The AMT was introduced in 1969 to prevent wealthy taxpayers from using excessive deductions and credits to pay little or no taxes. While initially targeting the wealthy, the AMT eventually began affecting middle-income earners due to inflation, cuts in ordinary income tax rates, and tax bracket creep. 

In recent years, Congress has made several adjustments to reduce the number of taxpayers who are subject to the AMT. In 2012, AMT exemption amounts were adjusted under the American Taxpayer Relief Act, which also made future exemption amounts indexed for inflation. The 2017 Tax Cuts and Jobs Act (TCJA) increased AMT exemption amounts through 2025, at which point they were set to expire. 

The 2017 AMT exemption increases were permanently extended under H.R. 1, One Big Beautiful Bill Act (OBBBA), which was enacted on July 4, 2025. However, the OBBBA reverts the AMT exemption phaseouts to 2018 levels ($500,000 for single filers and $1M for married couples filing jointly) and increases the phase-out rate (50 cents vs 25 cents) for every dollar AMTI exceeds the phaseout threshold. As a result, more higher-income taxpayers could be subject to the AMT.

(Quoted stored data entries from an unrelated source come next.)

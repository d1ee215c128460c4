//! `pricelist-core` — domain foundation building blocks.
//!
//! This crate contains **pure domain** primitives (no infrastructure concerns):
//! the product record, the editable-field allow-list, validation and
//! sanitization rules, and client-side filter matching.

pub mod error;
pub mod filter;
pub mod product;
pub mod terms;
pub mod validate;

pub use error::{Error, Result};
pub use filter::filter_products;
pub use product::{FieldPatch, FieldValue, NewProduct, Product, ProductDraft, ProductField, SearchCriteria};
pub use terms::{Lang, TermsSection};
pub use validate::{sanitize_field, sanitize_product, validate_product, validate_product_field, Validation};
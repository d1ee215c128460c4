//! Terms-section persistence gateway.

use std::sync::Mutex;

use async_trait::async_trait;
use chrono::Utc;
use sqlx::postgres::PgRow;
use sqlx::{PgPool, Row};

use pricelist_core::{Error, Lang, Result, TermsSection};

use crate::error::map_db_error;

/// Ordered reads of the terms-of-service sections.
#[async_trait]
pub trait TermsStore: Send + Sync {
    /// Sections for one language, ordered by `sort_order` ascending.
    async fn sections_for(&self, lang: Lang) -> Result<Vec<TermsSection>>;

    /// Every section in both languages, ordered by language then
    /// `sort_order`.
    async fn all_sections(&self) -> Result<Vec<TermsSection>>;
}

pub struct PostgresTermsStore {
    pool: PgPool,
}

impl PostgresTermsStore {
    pub fn new(pool: PgPool) -> Self {
        Self { pool }
    }
}

const COLUMNS: &str = "id, lang_code, slug, title, body, sort_order, created_at, updated_at";

fn section_from_row(row: &PgRow) -> Result<TermsSection> {
    let lang_code: String = row.try_get("lang_code").map_err(map_db_error)?;
    let lang_code = lang_code
        .parse::<Lang>()
        .map_err(|_| Error::storage(format!("invalid lang_code {lang_code:?} in terms_sections")))?;

    let read = || -> std::result::Result<TermsSection, sqlx::Error> {
        Ok(TermsSection {
            id: row.try_get("id")?,
            lang_code,
            slug: row.try_get("slug")?,
            title: row.try_get("title")?,
            body: row.try_get("body")?,
            sort_order: row.try_get("sort_order")?,
            created_at: row.try_get("created_at")?,
            updated_at: row.try_get("updated_at")?,
        })
    };
    read().map_err(map_db_error)
}

#[async_trait]
impl TermsStore for PostgresTermsStore {
    async fn sections_for(&self, lang: Lang) -> Result<Vec<TermsSection>> {
        let rows = sqlx::query(&format!(
            "SELECT {COLUMNS} FROM terms_sections WHERE lang_code = $1 ORDER BY sort_order ASC"
        ))
        .bind(lang.as_str())
        .fetch_all(&self.pool)
        .await
        .map_err(map_db_error)?;

        rows.iter().map(section_from_row).collect()
    }

    async fn all_sections(&self) -> Result<Vec<TermsSection>> {
        let rows = sqlx::query(&format!(
            "SELECT {COLUMNS} FROM terms_sections ORDER BY lang_code ASC, sort_order ASC"
        ))
        .fetch_all(&self.pool)
        .await
        .map_err(map_db_error)?;

        rows.iter().map(section_from_row).collect()
    }
}

/// In-memory terms store for dev and tests.
#[derive(Default)]
pub struct InMemoryTermsStore {
    inner: Mutex<Vec<TermsSection>>,
}

impl InMemoryTermsStore {
    pub fn new() -> Self {
        Self::default()
    }

    /// Seed one section; ids are assigned in insertion order.
    pub fn push(&self, lang_code: Lang, slug: &str, title: &str, body: &str, sort_order: i32) {
        let mut inner = self.inner.lock().unwrap();
        let now = Utc::now();
        let id = inner.len() as i32 + 1;
        inner.push(TermsSection {
            id,
            lang_code,
            slug: slug.to_string(),
            title: title.to_string(),
            body: body.to_string(),
            sort_order,
            created_at: now,
            updated_at: now,
        });
    }
}

#[async_trait]
impl TermsStore for InMemoryTermsStore {
    async fn sections_for(&self, lang: Lang) -> Result<Vec<TermsSection>> {
        let mut sections: Vec<TermsSection> = self
            .inner
            .lock()
            .unwrap()
            .iter()
            .filter(|s| s.lang_code == lang)
            .cloned()
            .collect();
        sections.sort_by_key(|s| s.sort_order);
        Ok(sections)
    }

    async fn all_sections(&self) -> Result<Vec<TermsSection>> {
        let mut sections = self.inner.lock().unwrap().clone();
        sections.sort_by_key(|s| (s.lang_code.as_str(), s.sort_order));
        Ok(sections)
    }
}
//! In-memory product store for dev and tests.
//!
//! Mirrors the observable semantics of the Postgres store, including
//! the error taxonomy and id-ascending ordering.

use std::sync::Mutex;

use async_trait::async_trait;
use chrono::Utc;

use pricelist_core::{
    filter_products, Error, FieldPatch, NewProduct, Product, ProductField, Result, SearchCriteria,
};

use super::ProductStore;

#[derive(Default)]
struct Inner {
    rows: Vec<Product>,
    next_id: i32,
}

#[derive(Default)]
pub struct InMemoryProductStore {
    inner: Mutex<Inner>,
}

impl InMemoryProductStore {
    pub fn new() -> Self {
        Self::default()
    }
}

fn apply_patch(row: &mut Product, field: ProductField, value: FieldPatch) -> Result<()> {
    match (field, value) {
        (ProductField::ArticleNo, FieldPatch::Text(v)) => row.article_no = v,
        (ProductField::Name, FieldPatch::Text(Some(v))) => row.name = v,
        (ProductField::Name, FieldPatch::Text(None)) => {
            return Err(Error::Constraint("null value in column \"name\"".to_string()));
        }
        (ProductField::NameSv, FieldPatch::Text(v)) => row.name_sv = v,
        (ProductField::InPrice, FieldPatch::Float(v)) => row.in_price = v,
        (ProductField::Price, FieldPatch::Float(Some(v))) => row.price = v,
        (ProductField::Price, FieldPatch::Float(None)) => {
            return Err(Error::Constraint("null value in column \"price\"".to_string()));
        }
        (ProductField::Unit, FieldPatch::Text(v)) => row.unit = v,
        (ProductField::InStock, FieldPatch::Int(v)) => row.in_stock = v,
        (ProductField::Description, FieldPatch::Text(v)) => row.description = v,
        (ProductField::DescriptionSv, FieldPatch::Text(v)) => row.description_sv = v,
        (field, _) => {
            return Err(Error::Constraint(format!("type mismatch for column \"{field}\"")));
        }
    }
    Ok(())
}

fn set_editable(row: &mut Product, data: NewProduct) {
    row.article_no = data.article_no;
    row.name = data.name;
    row.name_sv = data.name_sv;
    row.in_price = data.in_price;
    row.price = data.price;
    row.unit = data.unit;
    row.in_stock = data.in_stock;
    row.description = data.description;
    row.description_sv = data.description_sv;
    row.updated_at = Utc::now();
}

#[async_trait]
impl ProductStore for InMemoryProductStore {
    async fn find_all(&self) -> Result<Vec<Product>> {
        Ok(self.inner.lock().unwrap().rows.clone())
    }

    async fn find_by_id(&self, id: i32) -> Result<Product> {
        self.inner
            .lock()
            .unwrap()
            .rows
            .iter()
            .find(|p| p.id == id)
            .cloned()
            .ok_or_else(|| Error::not_found("Product", id))
    }

    async fn create(&self, data: NewProduct) -> Result<Product> {
        let mut inner = self.inner.lock().unwrap();
        inner.next_id += 1;
        let now = Utc::now();
        let mut row = Product {
            id: inner.next_id,
            article_no: None,
            name: String::new(),
            name_sv: None,
            in_price: None,
            price: 0.0,
            unit: None,
            in_stock: None,
            description: None,
            description_sv: None,
            created_at: now,
            updated_at: now,
        };
        set_editable(&mut row, data);
        row.updated_at = now;
        inner.rows.push(row.clone());
        Ok(row)
    }

    async fn update(&self, id: i32, data: NewProduct) -> Result<Product> {
        let mut inner = self.inner.lock().unwrap();
        let row = inner
            .rows
            .iter_mut()
            .find(|p| p.id == id)
            .ok_or_else(|| Error::not_found("Product", id))?;
        set_editable(row, data);
        Ok(row.clone())
    }

    async fn update_field(&self, id: i32, field: ProductField, value: FieldPatch) -> Result<Product> {
        let mut inner = self.inner.lock().unwrap();
        let row = inner
            .rows
            .iter_mut()
            .find(|p| p.id == id)
            .ok_or_else(|| Error::not_found("Product", id))?;
        apply_patch(row, field, value)?;
        row.updated_at = Utc::now();
        Ok(row.clone())
    }

    async fn delete(&self, id: i32) -> Result<bool> {
        let mut inner = self.inner.lock().unwrap();
        let before = inner.rows.len();
        inner.rows.retain(|p| p.id != id);
        if inner.rows.len() == before {
            return Err(Error::not_found("Product", id));
        }
        Ok(true)
    }

    async fn search(&self, criteria: &SearchCriteria) -> Result<Vec<Product>> {
        let inner = self.inner.lock().unwrap();
        Ok(filter_products(
            &inner.rows,
            criteria.article_no.as_deref().unwrap_or(""),
            criteria.name.as_deref().unwrap_or(""),
        ))
    }

    async fn count(&self) -> Result<i64> {
        Ok(self.inner.lock().unwrap().rows.len() as i64)
    }
}
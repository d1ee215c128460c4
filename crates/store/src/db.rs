//! Connection pool construction and dev-mode schema sync.

use std::time::Duration;

use sqlx::postgres::PgPoolOptions;
use sqlx::PgPool;

use pricelist_core::Result;

use crate::error::map_db_error;

const CONNECT_ATTEMPTS: u32 = 5;

/// Build the bounded connection pool and establish the initial
/// connection, retrying with exponential backoff.
///
/// Pool sizing mirrors the production configuration: 2..=10
/// connections, 60 s acquire timeout, 30 s idle timeout.
pub async fn connect(database_url: &str) -> Result<PgPool> {
    let mut last_err = None;

    for attempt in 0..CONNECT_ATTEMPTS {
        if attempt > 0 {
            let delay = Duration::from_secs(1 << attempt.saturating_sub(1));
            tracing::warn!(attempt, delay_secs = delay.as_secs(), "retrying database connection");
            tokio::time::sleep(delay).await;
        }

        let result = PgPoolOptions::new()
            .max_connections(10)
            .min_connections(2)
            .acquire_timeout(Duration::from_secs(60))
            .idle_timeout(Duration::from_secs(30))
            .connect(database_url)
            .await;

        match result {
            Ok(pool) => {
                tracing::info!("database connection established");
                return Ok(pool);
            }
            Err(err) => {
                tracing::error!(attempt, error = %err, "database connection failed");
                last_err = Some(err);
            }
        }
    }

    Err(map_db_error(last_err.expect("at least one connection attempt")))
}

/// Liveness probe used by the health endpoint.
pub async fn ping(pool: &PgPool) -> bool {
    sqlx::query("SELECT 1").execute(pool).await.is_ok()
}

const SCHEMA_STATEMENTS: &[&str] = &[
    r#"
    CREATE TABLE IF NOT EXISTS products (
        id SERIAL PRIMARY KEY,
        article_no TEXT,
        name TEXT NOT NULL,
        name_sv TEXT,
        in_price DOUBLE PRECISION,
        price DOUBLE PRECISION NOT NULL DEFAULT 0,
        unit TEXT,
        in_stock INTEGER,
        description TEXT,
        description_sv TEXT,
        created_at TIMESTAMPTZ NOT NULL DEFAULT NOW(),
        updated_at TIMESTAMPTZ NOT NULL DEFAULT NOW()
    )
    "#,
    "CREATE INDEX IF NOT EXISTS idx_products_article_no ON products (article_no)",
    "CREATE INDEX IF NOT EXISTS idx_products_name ON products (name)",
    r#"
    CREATE TABLE IF NOT EXISTS terms_sections (
        id SERIAL PRIMARY KEY,
        lang_code VARCHAR(2) NOT NULL,
        slug TEXT NOT NULL,
        title TEXT NOT NULL,
        body TEXT NOT NULL,
        sort_order INTEGER NOT NULL DEFAULT 0,
        created_at TIMESTAMPTZ NOT NULL DEFAULT NOW(),
        updated_at TIMESTAMPTZ NOT NULL DEFAULT NOW()
    )
    "#,
    "CREATE INDEX IF NOT EXISTS idx_terms_lang_sort ON terms_sections (lang_code, sort_order)",
];

/// Create the tables if absent. Dev-mode only; production schemas are
/// managed out of band.
pub async fn ensure_schema(pool: &PgPool) -> Result<()> {
    for statement in SCHEMA_STATEMENTS {
        sqlx::query(statement).execute(pool).await.map_err(map_db_error)?;
    }
    tracing::info!("database schema synchronized");
    Ok(())
}
//! Display helpers for rendering product fields.

use pricelist_core::{Lang, Product};

/// Two-decimal price string; absent or zero renders as "-".
pub fn format_price(price: Option<f64>) -> String {
    match price {
        Some(p) if p != 0.0 => format!("{p:.2}"),
        _ => "-".to_string(),
    }
}

/// Localized display name: the Swedish name when the locale is Swedish
/// and one is set, the English name otherwise.
pub fn display_name(product: &Product, lang: Lang) -> &str {
    match (lang, product.name_sv.as_deref()) {
        (Lang::Sv, Some(name_sv)) => name_sv,
        _ => &product.name,
    }
}

/// Localized description with the same fallback rule as the name.
pub fn display_description(product: &Product, lang: Lang) -> Option<&str> {
    match (lang, product.description_sv.as_deref()) {
        (Lang::Sv, Some(description_sv)) => Some(description_sv),
        _ => product.description.as_deref(),
    }
}

pub fn capitalize(s: &str) -> String {
    let mut chars = s.chars();
    match chars.next() {
        Some(first) => first.to_uppercase().collect::<String>() + chars.as_str(),
        None => String::new(),
    }
}

/// Cut long text at `max_length` characters with an ellipsis.
pub fn truncate_text(text: &str, max_length: usize) -> String {
    if text.chars().count() <= max_length {
        return text.to_string();
    }
    let truncated: String = text.chars().take(max_length).collect();
    truncated + "..."
}

#[cfg(test)]
mod tests {
    use super::*;
    use chrono::Utc;

    fn product(name: &str, name_sv: Option<&str>) -> Product {
        Product {
            id: 1,
            article_no: None,
            name: name.to_string(),
            name_sv: name_sv.map(str::to_string),
            in_price: None,
            price: 0.0,
            unit: None,
            in_stock: None,
            description: Some("A tool".to_string()),
            description_sv: None,
            created_at: Utc::now(),
            updated_at: Utc::now(),
        }
    }

    #[test]
    fn prices_render_with_two_decimals() {
        assert_eq!(format_price(Some(49.9)), "49.90");
        assert_eq!(format_price(Some(10.0)), "10.00");
        assert_eq!(format_price(None), "-");
        assert_eq!(format_price(Some(0.0)), "-");
    }

    #[test]
    fn swedish_locale_prefers_swedish_fields_when_present() {
        let p = product("Hammer", Some("Hammare"));
        assert_eq!(display_name(&p, Lang::Sv), "Hammare");
        assert_eq!(display_name(&p, Lang::En), "Hammer");

        let p = product("Hammer", None);
        assert_eq!(display_name(&p, Lang::Sv), "Hammer");
        // Missing Swedish description falls back to English.
        assert_eq!(display_description(&p, Lang::Sv), Some("A tool"));
    }

    #[test]
    fn truncation_keeps_short_text_intact() {
        assert_eq!(truncate_text("short", 50), "short");
        assert_eq!(truncate_text("abcdefgh", 5), "abcde...");
    }

    #[test]
    fn capitalize_handles_empty_input() {
        assert_eq!(capitalize(""), "");
        assert_eq!(capitalize("hammer"), "Hammer");
    }
}
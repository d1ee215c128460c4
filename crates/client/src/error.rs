//! Client-side error taxonomy.

use thiserror::Error;

pub type ClientResult<T> = std::result::Result<T, ClientError>;

#[derive(Debug, Error)]
pub enum ClientError {
    /// Transport or decode failure.
    #[error("request failed: {0}")]
    Http(#[from] reqwest::Error),

    /// The server answered with a non-success status.
    #[error("server returned {status}: {message}")]
    Api { status: u16, message: String },
}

You may be more likely to pay AMT if you:

  • Have a high income

  • Are married

  • Have more than three children

  • Live in a state with a high income tax

  • Recently exercised ISOs and didn’t sell them

If you think you may be subject to the AMT, you can refer to the instructions for Form 1040 (Schedule 2) and Form 1040-SR or work with a tax preparation specialist. To calculate whether you owe AMT, you will use Form 6251, also known as the Alternative Minimum Tax form.

How to calculate AMT

To manually calculate your AMT, start by figuring out your alternative minimum taxable income (AMTI). This includes:

  • Your regular income

  • Some amounts you can usually subtract for regular income tax purposes, such as personal exemptions and some deductions, like the deduction for state and local taxes

  • Preference items, like the spread between the price you paid to exercise your ISOs and their market value when you exercised

Calculating your AMTI can get complicated, so we recommend using tax software, talking to a tax professional, or a combination of both. If you file a paper tax return, you can calculate your AMTI using IRS Form 6251.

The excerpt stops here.